Sócrates  Ora, lembrando-se de sua primeira morada, da sabedoria que aí se professa e daqueles que foram seus companheiros de cativeiro, não achas que se alegrará com a mudança e lamentará os que lá ficaram?

Glauco  Sim, com certeza, Sócrates.

Sócrates  E se então distribuíssem honras e louvores, se tivessem recompensas para aquele que se apercebesse, com o olhar mais vivo, da passagem das sombras, que melhor se recordasse das que costumavam chegar em primeiro ou em último lugar, ou virem juntas, e que por isso era o mais hábil em adivinhar a sua aparição, e que provocasse a inveja daqueles que, entre os prisioneiros, são venerados e poderosos? Ou então, como o herói de Homero, não preferirá mil vezes ser um simples lavrador, e sofrer tudo no mundo, a voltar às antigas ilusões e viver como vivia?

Glauco  Sou de tua opinião. Preferirá sofrer tudo a ter de viver dessa maneira.

Sócrates  Imagina ainda que esse homem volta à caverna e vai sentar-se no seu antigo lugar: Não ficará com os olhos cegos pelas trevas ao se afastar bruscamente da luz do Sol?

Glauco — Por certo que sim.

Sócrates —   se tiver de entrar de novo em competição com os prisioneiros que não se libertaram de suas correntes, para julgar essas sombras, estando ainda sua vista confusa e antes que seus olhos se tenham recomposto, pois habituar-se à escuridão exigirá um tempo bastante longo, não fará que os outros se riam à sua custa e digam que, tendo ido lá acima, voltou com a vista estragada, pelo que não vale a pena tentar subir até lá? E se alguém tentar libertar e conduzir para o alto, esse alguém não o mataria, se pudesse fazê-lo?

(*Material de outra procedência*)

//! Integration tests for cross-language parsing
//!
//! The same behavior written in any supported language must produce the same
//! semantic node, up to metadata.

use hyperfixi_semantic::{ErrorKind, NodeKind, SchemaRegistry, SemanticParser, SemanticRole, SemanticValue};

const TOGGLE_HANDLERS: &[(&str, &str)] = &[
    ("en", "on click toggle .active"),
    ("es", "en clic alternar .active"),
    ("it", "al clic alterna .active"),
    ("ja", "クリックで.activeを切り替え"),
    ("ko", "클릭 시 .active를 토글"),
    ("tr", "tıklama üzerine .active'i değiştir"),
    ("ar", "عند النقر بدّل .active"),
];

const LANGUAGES: [&str; 7] = ["en", "es", "it", "ja", "ko", "tr", "ar"];

/// One English command per standard schema, filling as many roles as the
/// schema has.
const EVERY_COMMAND: &[&str] = &[
    "toggle .active on #button",
    "add .highlight to #box",
    "remove .highlight from #box",
    "show #menu",
    "hide me",
    "set :count to 5",
    "put 'hello' into #out",
    "increment :count",
    "decrement :count",
    "append 'x' to :log",
    "take .selected from #tabs",
    "log :count",
    "send refresh to #panel",
    "trigger refresh on #panel",
    "wait 2s",
    "fetch /api/items as json",
    "go to /home",
    "call alert('x')",
    "focus #name",
    "blur #name",
    "halt",
    "exit",
    "return 42",
];

// =============================================================================
// Equivalence
// =============================================================================

#[test]
fn seven_languages_agree() {
    let parser = SemanticParser::new();
    let reference = parser.parse(TOGGLE_HANDLERS[0].1, "en").unwrap();
    for (code, source) in TOGGLE_HANDLERS {
        let node = parser.parse(source, code).unwrap();
        assert_eq!(node.event_name(), reference.event_name(), "{code}");
        assert_eq!(node.commands(), reference.commands(), "{code}");
        assert_eq!(node.body()[0].roles, reference.body()[0].roles, "{code}");
        assert_eq!(node.metadata.language, *code);
    }
}

#[test]
fn confidence_is_reported() {
    let parser = SemanticParser::new();
    for (code, source) in TOGGLE_HANDLERS {
        let (_, confidence) = parser.parse_with_confidence(source, code).unwrap();
        assert!(confidence > 0.0 && confidence <= 1.0, "{code}: {confidence}");
    }
}

#[test]
fn japanese_spacing_is_irrelevant() {
    let parser = SemanticParser::new();
    let packed = parser.parse("クリックで.activeを切り替え", "ja").unwrap();
    let spaced = parser.parse("クリック で .active を 切り替え", "ja").unwrap();
    assert_eq!(packed.body()[0].roles, spaced.body()[0].roles);
}

// =============================================================================
// Translation
// =============================================================================

#[test]
fn english_round_trips_through_every_language() {
    let parser = SemanticParser::new();
    let original = parser.parse("toggle .active on #button", "en").unwrap();
    for code in ["es", "it", "ja", "ko", "tr", "ar"] {
        let text = parser.render(&original, code).unwrap();
        let back = parser.parse(&text, code).unwrap();
        assert_eq!(back.action, "toggle", "{code}: {text}");
        assert_eq!(
            back.role(&SemanticRole::Patient),
            Some(&SemanticValue::selector(".active")),
            "{code}: {text}"
        );
    }
}

#[test]
fn every_command_round_trips_through_every_language() {
    let parser = SemanticParser::new();
    let covered: Vec<_> = EVERY_COMMAND
        .iter()
        .map(|source| parser.parse(source, "en").unwrap().action)
        .collect();
    for schema in SchemaRegistry::with_standard().iter() {
        assert!(covered.contains(&schema.action), "no source for {}", schema.action);
    }

    for source in EVERY_COMMAND {
        let original = parser.parse(source, "en").unwrap();
        for code in LANGUAGES {
            let text = parser.render(&original, code).unwrap();
            let back = parser
                .parse(&text, code)
                .unwrap_or_else(|e| panic!("{code}: {source} -> {text}: {e}"));
            assert_eq!(back.action, original.action, "{code}: {text}");
            assert_eq!(back.roles, original.roles, "{code}: {text}");
        }
    }
}

#[test]
fn handler_with_source_and_modifiers_round_trips() {
    let parser = SemanticParser::new();
    let original = parser
        .parse("on click.once from #list toggle .active then wait 1s", "en")
        .unwrap();
    let NodeKind::EventHandler { modifiers, .. } = &original.kind else {
        panic!("expected handler");
    };
    assert!(modifiers.once);
    for code in LANGUAGES {
        let text = parser.render(&original, code).unwrap();
        let back = parser
            .parse(&text, code)
            .unwrap_or_else(|e| panic!("{code}: {text}: {e}"));
        assert_eq!(back.event_name(), Some("click"), "{code}: {text}");
        assert_eq!(
            back.role(&SemanticRole::Source),
            Some(&SemanticValue::selector("#list")),
            "{code}: {text}"
        );
        let NodeKind::EventHandler { modifiers: back_modifiers, .. } = &back.kind else {
            panic!("{code}: expected handler from {text}");
        };
        assert_eq!(back_modifiers, modifiers, "{code}: {text}");
        assert_eq!(back.commands(), original.commands(), "{code}: {text}");
    }
}

#[test]
fn translate_to_japanese() {
    let parser = SemanticParser::new();
    let text = parser.translate("on click toggle .active", "en", "ja").unwrap();
    assert_eq!(text, "クリック で .active を 切り替え");
}

#[test]
fn blocks_translate() {
    let parser = SemanticParser::new();
    let text = parser.translate("repeat 3 times increment :n end", "en", "ja").unwrap();
    let back = parser.parse(&text, "ja").unwrap();
    assert_eq!(back.action, "repeat");
    assert_eq!(back.role(&SemanticRole::Quantity), Some(&SemanticValue::number(3.0)));
    assert_eq!(back.body()[0].action, "increment");
}

// =============================================================================
// Failure Modes
// =============================================================================

#[test]
fn unknown_command_does_not_match() {
    let err = SemanticParser::new().parse("frobnicate #x", "en").unwrap_err();
    assert!(matches!(err.kind, ErrorKind::NoMatch(_)));
}

#[test]
fn unknown_language_is_reported() {
    let err = SemanticParser::new().parse("toggle .a", "xx").unwrap_err();
    assert!(matches!(err.kind, ErrorKind::UnknownLanguage(_)));
}

#[test]
fn threshold_filters_stemmed_matches() {
    let parser = SemanticParser::new();
    assert!(parser.parse_at("alternando .activo", "es", 0.9).is_err());
    assert!(parser.parse_at("alternando .activo", "es", 0.5).is_ok());
    assert!(parser.parse_at("alternar .activo", "es", 0.9).is_ok());
}

#[test]
fn empty_source_does_not_match() {
    assert!(!SemanticParser::new().can_parse("   ", "en"));
}
//! Expression emission.

use hyperfixi_foundation::{Error, Result, Value, value::format_number};

use super::context::CodegenContext;
use crate::ast::{AstNode, VarScope};

/// A JavaScript string literal.
#[must_use]
pub fn js_string(text: &str) -> String {
    let mut out = String::with_capacity(text.len() + 2);
    out.push('\'');
    for c in text.chars() {
        match c {
            '\'' => out.push_str("\\'"),
            '\\' => out.push_str("\\\\"),
            '\n' => out.push_str("\\n"),
            '\r' => out.push_str("\\r"),
            '\u{2028}' => out.push_str("\\u2028"),
            '\u{2029}' => out.push_str("\\u2029"),
            c => out.push(c),
        }
    }
    out.push('\'');
    out
}

/// A literal value as JavaScript.
#[must_use]
pub fn js_value(value: &Value) -> String {
    match value {
        Value::Null => "null".to_string(),
        Value::Bool(b) => b.to_string(),
        Value::Number(n) if n.is_nan() => "NaN".to_string(),
        Value::Number(n) if n.is_infinite() => {
            if *n > 0.0 { "Infinity" } else { "-Infinity" }.to_string()
        }
        Value::Number(n) => format_number(*n),
        Value::String(s) => js_string(s),
    }
}

fn is_js_identifier(name: &str) -> bool {
    let mut chars = name.chars();
    chars
        .next()
        .is_some_and(|c| c.is_ascii_alphabetic() || c == '_' || c == '$')
        && chars.all(|c| c.is_ascii_alphanumeric() || c == '_' || c == '$')
}

/// Property access on `object`, dotted when the name allows it.
#[must_use]
pub fn member(object: &str, property: &str) -> String {
    if is_js_identifier(property) {
        format!("{object}.{property}")
    } else {
        format!("{object}[{}]", js_string(property))
    }
}

/// The storage location of a variable.
#[must_use]
pub fn variable(name: &str, scope: VarScope) -> String {
    match scope {
        VarScope::Local => member("ctx.locals", name),
        VarScope::Global => member("_rt.globals", name),
        VarScope::Context => member("ctx", name),
    }
}

/// Emits a value expression.
///
/// # Errors
///
/// Returns a `Codegen` error when a statement appears in value position.
pub fn expr(ctx: &mut CodegenContext<'_>, node: &AstNode) -> Result<String> {
    Ok(match node {
        AstNode::Literal { value, .. } => js_value(value),
        AstNode::Identifier { name } if is_js_identifier(name) => name.clone(),
        AstNode::Identifier { name } => js_string(name),
        AstNode::Selector {
            cache_key: Some(key),
            value,
            ..
        } => {
            ctx.cache_selector(key, value);
            format!("{key}[0]")
        }
        AstNode::Selector { value, .. } => {
            format!("document.querySelector({})", js_string(value))
        }
        AstNode::Variable { name, scope } => {
            if *scope == VarScope::Global {
                ctx.helper("globals");
            }
            variable(name, *scope)
        }
        AstNode::Binary {
            operator,
            left,
            right,
        } => {
            let l = expr(ctx, left)?;
            let r = expr(ctx, right)?;
            match operator.as_str() {
                "&" => format!("(String({l}) + String({r}))"),
                "is" => format!("({l} == {r})"),
                "is not" => format!("({l} != {r})"),
                op => format!("({l} {op} {r})"),
            }
        }
        AstNode::Logical {
            operator,
            left,
            right,
        } => {
            let op = match operator.as_str() {
                "and" | "&&" => "&&",
                _ => "||",
            };
            format!("({} {op} {})", expr(ctx, left)?, expr(ctx, right)?)
        }
        AstNode::Unary { operator, operand } => {
            let op = if operator == "-" { "-" } else { "!" };
            format!("{op}({})", expr(ctx, operand)?)
        }
        AstNode::Member { object, property } => member(&expr(ctx, object)?, property),
        AstNode::Index { object, index } => {
            format!("{}[{}]", expr(ctx, object)?, expr(ctx, index)?)
        }
        AstNode::Call { callee, args } => {
            let args = args
                .iter()
                .map(|a| expr(ctx, a))
                .collect::<Result<Vec<_>>>()?;
            format!("{}({})", expr(ctx, callee)?, args.join(", "))
        }
        AstNode::Positional { position, target } => positional(ctx, position, target.as_deref())?,
        statement => {
            return Err(Error::codegen(format!(
                "'{}' cannot be used as a value",
                statement.type_name()
            )));
        }
    })
}

fn positional(ctx: &mut CodegenContext<'_>, position: &str, target: Option<&AstNode>) -> Result<String> {
    let selector = match target {
        Some(AstNode::Selector { value, .. }) => Some(js_string(value)),
        Some(other) => Some(expr(ctx, other)?),
        None => None,
    };
    Ok(match (position, selector) {
        ("first", Some(sel)) => format!("document.querySelector({sel})"),
        ("last", Some(sel)) => format!("Array.from(document.querySelectorAll({sel})).pop()"),
        ("closest", Some(sel)) => format!("ctx.me.closest({sel})"),
        ("first", None) => "ctx.me.firstElementChild".to_string(),
        ("last", None) => "ctx.me.lastElementChild".to_string(),
        ("next", _) => "ctx.me.nextElementSibling".to_string(),
        ("previous", _) => "ctx.me.previousElementSibling".to_string(),
        _ => "ctx.me.parentElement".to_string(),
    })
}

/// Emits an iterable of the elements a target expression denotes.
///
/// `me` and a missing target both mean the handler's element.
///
/// # Errors
///
/// Propagates errors from [`expr`].
pub fn elements(ctx: &mut CodegenContext<'_>, target: Option<&AstNode>) -> Result<String> {
    Ok(match target {
        None => "[ctx.me]".to_string(),
        Some(AstNode::Selector {
            cache_key: Some(key),
            value,
            ..
        }) => {
            ctx.cache_selector(key, value);
            key.clone()
        }
        Some(AstNode::Selector { value, .. }) => {
            format!("document.querySelectorAll({})", js_string(value))
        }
        Some(other) => format!("[].concat({})", expr(ctx, other)?),
    })
}

#[cfg(test)]
mod tests {
    use super::*;
    use crate::codegen::CodegenOptions;

    fn emit(node: &AstNode) -> String {
        let options = CodegenOptions::default();
        let mut ctx = CodegenContext::new(&options, "_hf");
        expr(&mut ctx, node).unwrap()
    }

    #[test]
    fn literals_and_strings() {
        assert_eq!(emit(&AstNode::number(3.0)), "3");
        assert_eq!(emit(&AstNode::string("it's")), "'it\\'s'");
        assert_eq!(js_value(&Value::Null), "null");
    }

    #[test]
    fn variables_by_scope() {
        assert_eq!(emit(&AstNode::variable(":count")), "ctx.locals.count");
        assert_eq!(emit(&AstNode::variable("$total")), "_rt.globals.total");
        assert_eq!(emit(&AstNode::variable("me")), "ctx.me");
        assert_eq!(member("ctx.locals", "data-x"), "ctx.locals['data-x']");
    }

    #[test]
    fn operators() {
        let node = AstNode::binary("is not", AstNode::variable(":x"), AstNode::number(1.0));
        assert_eq!(emit(&node), "(ctx.locals.x != 1)");
        let node = AstNode::binary("&", AstNode::string("a"), AstNode::variable(":x"));
        assert_eq!(emit(&node), "(String('a') + String(ctx.locals.x))");
    }

    #[test]
    fn calls_and_positionals() {
        let call = AstNode::Call {
            callee: Box::new(AstNode::Member {
                object: Box::new(AstNode::variable("me")),
                property: "getAttribute".into(),
            }),
            args: vec![AstNode::string("data-id")],
        };
        assert_eq!(emit(&call), "ctx.me.getAttribute('data-id')");
        let first = AstNode::Positional {
            position: "first".into(),
            target: Some(Box::new(AstNode::selector(".item"))),
        };
        assert_eq!(emit(&first), "document.querySelector('.item')");
    }

    #[test]
    fn statements_are_not_values() {
        let options = CodegenOptions::default();
        let mut ctx = CodegenContext::new(&options, "_hf");
        assert!(expr(&mut ctx, &AstNode::command("halt")).is_err());
    }
}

Glauco  Sem nenhuma dúvida.

Sócrates  Agora, meu caro Glauco, é preciso aplicar, ponto por ponto, esta imagem ao que dissemos atrás e comparar o mundo que nos cerca com a vida da prisão na caverna, e a luz do fogo que a ilumina com a força do Sol. Quanto à subida à região superior e à contemplação dos seus objetos, se a considerares como a ascensão da alma para a mansão inteligível, não te enganarás quanto à minha ideia, visto que também tu desejas conhecê-la. Só Zeus sabe se ela é verdadeira. Quanto a mim, a minha opinião é esta: no mundo inteligível, a ideia do bem é a última a ser apreendida, e com dificuldade, mas não se pode apreendê-la sem concluir que ela é a causa de tudo o que de reto e belo existe em todas as coisas; no mundo visível, ela engendrou a luz; no mundo inteligível, é ela que é soberana e dispensa a verdade e a inteligência; e é preciso vê-la para se comportar com sabedoria na vida particular e na vida pública.

Glauco  Concordo com a tua opinião, até onde posso compreendê-la."

Platão (348/347 a.C.), in "República" (Livro VII)

Platão foi um filósofo e matemático do período clássico da Grécia Antiga, autor de diversos diálogos filosóficos e fundador da Academia em Atenas, a primeira instituição de educação superior do mundo ocidental. Ele é amplamente considerado a figura central na história do grego antigo e da filosofia ocidental, juntamente com seu mentor, Sócrates, e seu pupilo, Aristóteles. Platão ajudou a construir os alicerces da filosofia natural, da ciência e da filosofia ocidental, e também tem sido frequentemente citado como um dos fundadores da religião ocidental, da ciência e da espiritualidade. O assim chamado neoplatonismo de filósofos como Plotino e Porfírio influenciou Santo Agostinho e, portanto, o cristianismo, bem como a filosofia árabe e judaica.